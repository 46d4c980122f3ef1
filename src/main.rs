use std::path::PathBuf;

use anyhow::Result;
use clap::Parser;

use nmos_testing_facade::{logger, App, Config, SuiteKind};

#[derive(Parser)]
#[command(name = "nmos-testing-facade")]
#[command(about = "NMOS 控制器测试代理 - 自动回答测试工具的交互式题目")]
#[command(version)]
struct Cli {
    /// 测试套件 (IS-04-04, IS-05-03)
    #[arg(long)]
    suite: String,

    /// 配置文件 (TOML)
    #[arg(short, long)]
    config: Option<PathBuf>,

    /// 覆盖监听端口
    #[arg(short, long)]
    port: Option<u16>,

    /// 输出 debug 日志
    #[arg(short, long)]
    debug: bool,
}

#[tokio::main]
async fn main() -> Result<()> {
    let cli = Cli::parse();

    // 初始化日志
    logger::init(cli.debug);

    // 解析测试套件
    let suite = SuiteKind::parse(&cli.suite)?;

    // 加载配置
    let mut config = match &cli.config {
        Some(path) => Config::load(path).await?,
        None => Config::from_env()?,
    };
    if let Some(port) = cli.port {
        config.port = port;
    }

    // 初始化并运行应用
    App::initialize(config, suite)?.run().await?;

    Ok(())
}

* _What you should do_: What is needed is a copy of every line above in which "port" appears.

* _Answer for this exercise_:
    port: Option<u16>,
    if let Some(port) = cli.port {
        config.port = port;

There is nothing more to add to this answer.